Ma non solo. Chi vuole rassicurare il mondo dicendo che i Presidenti della Repubblica in America sono importanti fino a un certo punto, al di là di loro c’è il deep State, impermeabile alle leadership, democratiche o repubblicane, agli avvicendamenti e ai cambiamenti, confida su poteri tutt’altro che democratici e trasparenti. Anzi, questa fiducia negli Arcana Imperii oltre la facciata della democrazia americana, al di là della retorica e delle apparenze, conferma che il potere è saldamente nelle mani di un’oligarchia tecno-buro-militare che non passa dal vaglio elettorale, in buona parte è invisibile, come succede nei regimi non democratici. E’ una casta, come quella che guida i deprecati regimi autocratici. Del resto, vedere che metà degli elettori nelle democrazie occidentali – dalla più grande democrazia occidentale, gli Usa, alla più antica, la Grecia – non vanno a votare, è già un sintomo della disfatta della democrazia. E la follia di ritenere questa defezione di metà popolazione come un segno di buona salute e solidità della democrazia, che non corre alcun pericolo e perciò può permettersi il lusso di non andare a votare, è una prova ulteriore di quanta manipolazione e falsificazione vi sia nel mondo “libero” d’Occidente.

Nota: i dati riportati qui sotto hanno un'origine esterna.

//! Astrolit Storage Layer
//!
//! Implements the `CitationStore` trait on SQLite.
//!
//! # Architecture
//!
//! - One table each for papers, citations, and hypotheses
//! - Citations are unique per `(citing, cited)` pair; writes upsert
//! - Reference and keyword lists are stored as JSON arrays
//!
//! # Examples
//!
//! ```no_run
//! use astrolit_store::SqliteStore;
//!
//! let store = SqliteStore::new(":memory:").unwrap();
//! // Store is now ready for citation operations
//! ```

#![warn(missing_docs)]

use astrolit_domain::{
    AnalyzedBy, Category, Citation, CitationQuery, CitationStore, Confidence, Hypothesis,
    HypothesisId, HypothesisQuery, HypothesisStatus, HypothesisUpdate, NewHypothesis, Paper,
    PaperQuery, StoreCounts,
};
use rusqlite::types::Type;
use rusqlite::{params, Connection, OptionalExtension, Row};
use std::path::Path;
use thiserror::Error;
use tracing::debug;

/// Errors that can occur during storage operations
#[derive(Error, Debug)]
pub enum StoreError {
    /// Database error
    #[error("Database error: {0}")]
    Database(#[from] rusqlite::Error),

    /// Record not found
    #[error("Not found: {0}")]
    NotFound(String),

    /// Invalid data format
    #[error("Invalid data: {0}")]
    InvalidData(String),

    /// JSON column could not be encoded or decoded
    #[error("Serialization error: {0}")]
    Serialization(#[from] serde_json::Error),
}

const PAPER_COLUMNS: &str =
    "bibcode, title, abstract, year, publication, citation_count, refs, keywords";

const CITATION_COLUMNS: &str = "citing_bibcode, cited_bibcode, classification, confidence, \
     reasoning, analyzed_by, analyzed_at";

const HYPOTHESIS_COLUMNS: &str = "id, name, description, status, originating_bibcode, \
     ruling_bibcode, ruled_out_reason, superseded_by, created_at, updated_at";

/// SQLite-based implementation of `CitationStore`
///
/// # Thread Safety
///
/// SQLite connections are not thread-safe. Each thread should have its own SqliteStore instance.
pub struct SqliteStore {
    conn: Connection,
}

impl SqliteStore {
    /// Open (or create) a database at `path` and apply the schema
    ///
    /// Use `:memory:` for an in-memory database (useful for testing).
    ///
    /// # Examples
    ///
    /// ```no_run
    /// use astrolit_store::SqliteStore;
    ///
    /// let store = SqliteStore::new("literature.db").unwrap();
    /// ```
    pub fn new<P: AsRef<Path>>(path: P) -> Result<Self, StoreError> {
        let conn = Connection::open(path)?;
        let mut store = Self { conn };
        store.initialize_schema()?;
        Ok(store)
    }

    fn initialize_schema(&mut self) -> Result<(), StoreError> {
        let schema = include_str!("schema.sql");
        self.conn.execute_batch(schema)?;
        Ok(())
    }

    fn row_to_paper(row: &Row<'_>) -> rusqlite::Result<Paper> {
        let refs: String = row.get(6)?;
        let keywords: String = row.get(7)?;
        Ok(Paper {
            bibcode: row.get(0)?,
            title: row.get(1)?,
            abstract_text: row.get(2)?,
            year: row.get(3)?,
            publication: row.get(4)?,
            citation_count: row.get(5)?,
            references: decode_list(&refs, 6)?,
            keywords: decode_list(&keywords, 7)?,
        })
    }

    fn row_to_citation(row: &Row<'_>) -> rusqlite::Result<Citation> {
        let label: String = row.get(2)?;
        let category = Category::parse(&label).ok_or_else(|| {
            conversion_error(
                2,
                Type::Text,
                StoreError::InvalidData(format!("Unknown classification: {}", label)),
            )
        })?;

        let confidence =
            Confidence::new(row.get(3)?).map_err(|e| conversion_error(3, Type::Real, e))?;

        let analyzed_by: String = row.get(5)?;

        Ok(Citation {
            citing_bibcode: row.get(0)?,
            cited_bibcode: row.get(1)?,
            category,
            confidence,
            reasoning: row.get(4)?,
            analyzed_by: AnalyzedBy::parse(&analyzed_by),
            analyzed_at: row.get::<_, i64>(6)? as u64,
        })
    }

    fn row_to_hypothesis(row: &Row<'_>) -> rusqlite::Result<Hypothesis> {
        let label: String = row.get(3)?;
        let status = HypothesisStatus::parse(&label).ok_or_else(|| {
            conversion_error(
                3,
                Type::Text,
                StoreError::InvalidData(format!("Unknown hypothesis status: {}", label)),
            )
        })?;

        Ok(Hypothesis {
            id: HypothesisId(row.get(0)?),
            name: row.get(1)?,
            description: row.get(2)?,
            status,
            originating_bibcode: row.get(4)?,
            ruling_bibcode: row.get(5)?,
            ruled_out_reason: row.get(6)?,
            superseded_by: row.get(7)?,
            created_at: row.get::<_, i64>(8)? as u64,
            updated_at: row.get::<_, i64>(9)? as u64,
        })
    }
}

fn conversion_error<E>(column: usize, ty: Type, error: E) -> rusqlite::Error
where
    E: std::error::Error + Send + Sync + 'static,
{
    rusqlite::Error::FromSqlConversionFailure(column, ty, Box::new(error))
}

fn decode_list(json: &str, column: usize) -> rusqlite::Result<Vec<String>> {
    serde_json::from_str(json).map_err(|e| conversion_error(column, Type::Text, e))
}

impl CitationStore for SqliteStore {
    type Error = StoreError;

    fn upsert_paper(&mut self, paper: &Paper) -> Result<(), Self::Error> {
        let refs = serde_json::to_string(&paper.references)?;
        let keywords = serde_json::to_string(&paper.keywords)?;

        // Metadata already on file is kept when the new record leaves it out
        self.conn.execute(
            "INSERT INTO papers (bibcode, title, abstract, year, publication, citation_count, refs, keywords)
             VALUES (?1, ?2, ?3, ?4, ?5, ?6, ?7, ?8)
             ON CONFLICT(bibcode) DO UPDATE SET
             title = COALESCE(excluded.title, papers.title),
             abstract = COALESCE(excluded.abstract, papers.abstract),
             year = COALESCE(excluded.year, papers.year),
             publication = COALESCE(excluded.publication, papers.publication),
             citation_count = MAX(excluded.citation_count, papers.citation_count),
             refs = CASE WHEN excluded.refs = '[]' THEN papers.refs ELSE excluded.refs END,
             keywords = CASE WHEN excluded.keywords = '[]' THEN papers.keywords ELSE excluded.keywords END",
            params![
                &paper.bibcode,
                &paper.title,
                &paper.abstract_text,
                paper.year,
                &paper.publication,
                paper.citation_count,
                refs,
                keywords,
            ],
        )?;

        debug!(bibcode = %paper.bibcode, "Upserted paper");
        Ok(())
    }

    fn get_paper(&self, bibcode: &str) -> Result<Option<Paper>, Self::Error> {
        let sql = format!("SELECT {} FROM papers WHERE bibcode = ?1", PAPER_COLUMNS);
        let paper = self
            .conn
            .query_row(&sql, params![bibcode], Self::row_to_paper)
            .optional()?;
        Ok(paper)
    }

    fn query_papers(&self, query: &PaperQuery) -> Result<Vec<Paper>, Self::Error> {
        let mut sql = format!("SELECT {} FROM papers WHERE 1=1", PAPER_COLUMNS);
        let mut params: Vec<Box<dyn rusqlite::ToSql>> = Vec::new();

        if let Some(year) = query.year {
            sql.push_str(" AND year = ?");
            params.push(Box::new(year));
        }

        sql.push_str(" ORDER BY citation_count DESC, bibcode ASC");

        if let Some(limit) = query.limit {
            sql.push_str(" LIMIT ?");
            params.push(Box::new(limit as i64));
        }

        let mut stmt = self.conn.prepare(&sql)?;
        let param_refs: Vec<&dyn rusqlite::ToSql> = params.iter().map(|p| p.as_ref()).collect();

        let papers = stmt
            .query_map(&param_refs[..], Self::row_to_paper)?
            .collect::<Result<Vec<_>, _>>()?;

        Ok(papers)
    }

    fn upsert_citation(&mut self, citation: &Citation) -> Result<(), Self::Error> {
        self.conn.execute(
            "INSERT INTO citations (citing_bibcode, cited_bibcode, classification, confidence, reasoning, analyzed_by, analyzed_at)
             VALUES (?1, ?2, ?3, ?4, ?5, ?6, ?7)
             ON CONFLICT(citing_bibcode, cited_bibcode) DO UPDATE SET
             classification = excluded.classification,
             confidence = excluded.confidence,
             reasoning = excluded.reasoning,
             analyzed_by = excluded.analyzed_by,
             analyzed_at = excluded.analyzed_at",
            params![
                &citation.citing_bibcode,
                &citation.cited_bibcode,
                citation.category.as_str(),
                citation.confidence.value(),
                &citation.reasoning,
                citation.analyzed_by.as_str(),
                citation.analyzed_at as i64,
            ],
        )?;

        debug!(
            citing = %citation.citing_bibcode,
            cited = %citation.cited_bibcode,
            category = %citation.category,
            "Upserted citation"
        );
        Ok(())
    }

    fn get_citation(&self, citing: &str, cited: &str) -> Result<Option<Citation>, Self::Error> {
        let sql = format!(
            "SELECT {} FROM citations WHERE citing_bibcode = ?1 AND cited_bibcode = ?2",
            CITATION_COLUMNS
        );
        let citation = self
            .conn
            .query_row(&sql, params![citing, cited], Self::row_to_citation)
            .optional()?;
        Ok(citation)
    }

    fn query_citations(&self, query: &CitationQuery) -> Result<Vec<Citation>, Self::Error> {
        let mut sql = format!("SELECT {} FROM citations WHERE 1=1", CITATION_COLUMNS);
        let mut params: Vec<Box<dyn rusqlite::ToSql>> = Vec::new();

        if let Some(bibcode) = &query.bibcode {
            sql.push_str(" AND (citing_bibcode = ? OR cited_bibcode = ?)");
            params.push(Box::new(bibcode.clone()));
            params.push(Box::new(bibcode.clone()));
        }

        if let Some(citing) = &query.citing {
            sql.push_str(" AND citing_bibcode = ?");
            params.push(Box::new(citing.clone()));
        }

        if let Some(cited) = &query.cited {
            sql.push_str(" AND cited_bibcode = ?");
            params.push(Box::new(cited.clone()));
        }

        if let Some(category) = query.category {
            sql.push_str(" AND classification = ?");
            params.push(Box::new(category.as_str()));
        }

        sql.push_str(" ORDER BY analyzed_at DESC, id DESC");

        if let Some(limit) = query.limit {
            sql.push_str(" LIMIT ?");
            params.push(Box::new(limit as i64));
        }

        let mut stmt = self.conn.prepare(&sql)?;
        let param_refs: Vec<&dyn rusqlite::ToSql> = params.iter().map(|p| p.as_ref()).collect();

        let citations = stmt
            .query_map(&param_refs[..], Self::row_to_citation)?
            .collect::<Result<Vec<_>, _>>()?;

        Ok(citations)
    }

    fn add_hypothesis(&mut self, hypothesis: &NewHypothesis) -> Result<HypothesisId, Self::Error> {
        let now = astrolit_domain::current_timestamp() as i64;
        self.conn.execute(
            "INSERT INTO hypotheses (name, description, status, originating_bibcode, created_at, updated_at)
             VALUES (?1, ?2, ?3, ?4, ?5, ?5)",
            params![
                &hypothesis.name,
                &hypothesis.description,
                hypothesis.status.as_str(),
                &hypothesis.originating_bibcode,
                now,
            ],
        )?;

        let id = HypothesisId(self.conn.last_insert_rowid());
        debug!(id = %id, name = %hypothesis.name, "Added hypothesis");
        Ok(id)
    }

    fn get_hypothesis(&self, id: HypothesisId) -> Result<Option<Hypothesis>, Self::Error> {
        let sql = format!("SELECT {} FROM hypotheses WHERE id = ?1", HYPOTHESIS_COLUMNS);
        let hypothesis = self
            .conn
            .query_row(&sql, params![id.0], Self::row_to_hypothesis)
            .optional()?;
        Ok(hypothesis)
    }

    fn update_hypothesis(
        &mut self,
        id: HypothesisId,
        update: &HypothesisUpdate,
    ) -> Result<Hypothesis, Self::Error> {
        let mut hypothesis = self
            .get_hypothesis(id)?
            .ok_or_else(|| StoreError::NotFound(format!("hypothesis {}", id)))?;

        hypothesis.apply(update);

        self.conn.execute(
            "UPDATE hypotheses SET status = ?1, ruling_bibcode = ?2, ruled_out_reason = ?3,
             superseded_by = ?4, updated_at = ?5 WHERE id = ?6",
            params![
                hypothesis.status.as_str(),
                &hypothesis.ruling_bibcode,
                &hypothesis.ruled_out_reason,
                &hypothesis.superseded_by,
                hypothesis.updated_at as i64,
                id.0,
            ],
        )?;

        Ok(hypothesis)
    }

    fn query_hypotheses(&self, query: &HypothesisQuery) -> Result<Vec<Hypothesis>, Self::Error> {
        let mut sql = format!("SELECT {} FROM hypotheses", HYPOTHESIS_COLUMNS);
        let mut params: Vec<Box<dyn rusqlite::ToSql>> = Vec::new();

        if let Some(status) = query.status {
            sql.push_str(" WHERE status = ?");
            params.push(Box::new(status.as_str()));
        }

        sql.push_str(" ORDER BY updated_at DESC, id DESC");

        let mut stmt = self.conn.prepare(&sql)?;
        let param_refs: Vec<&dyn rusqlite::ToSql> = params.iter().map(|p| p.as_ref()).collect();

        let hypotheses = stmt
            .query_map(&param_refs[..], Self::row_to_hypothesis)?
            .collect::<Result<Vec<_>, _>>()?;

        Ok(hypotheses)
    }

    fn counts(&self) -> Result<StoreCounts, Self::Error> {
        let count = |table: &str| -> Result<usize, StoreError> {
            let sql = format!("SELECT COUNT(*) FROM {}", table);
            let n: i64 = self.conn.query_row(&sql, [], |row| row.get(0))?;
            Ok(n as usize)
        };

        Ok(StoreCounts {
            papers: count("papers")?,
            citations: count("citations")?,
            hypotheses: count("hypotheses")?,
        })
    }
}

Provate a mettere insieme i pezzi del puzzle: il paese che ha fatto più guerre, sganciato più bombe e mietuto più vittime fuori dai suoi confini viene considerato l’alfiere della pace; il paese dove meno gente va a votare, dove il popolo sovrano è una mezza bufala, viene considerato l’esempio e il modello globale di democrazia; il paese dove puoi pure avere un presidente inadeguato o incapace, tanto conta e decide il Deep State, cioè l’Apparato oligarchico-militare, viene considerato l’antitesi ai regimi oligarchici e autocratici, coi loro politburo. Non vi sorge qualche dubbio che il racconto sia veritiero?
Poi, certo, l’America è anche un paese ricco di risorse, intraprendente e dinamico, con una sua provincia sana e uno spiccato senso morale, nazionale e religioso. E resta il grande contributo storico degli Stati Uniti alla sconfitta dei regimi totalitari del ‘900. Più prudente sarei invece sull’idea che sia possibile esportare la democrazia e sganciare dall’alto, come le bombe e i viveri, la libertà ai popoli. Comunque, la contesa che si profila tra Biden malridotto e barcollante, in tutti i sensi, e Trump, malvisto e criminalizzato dall’establishment, non è per niente rassicurante per l’America, i suoi alleati e il mondo intero. L’America trema e noi pensiamo che il sisma venga dall’Est.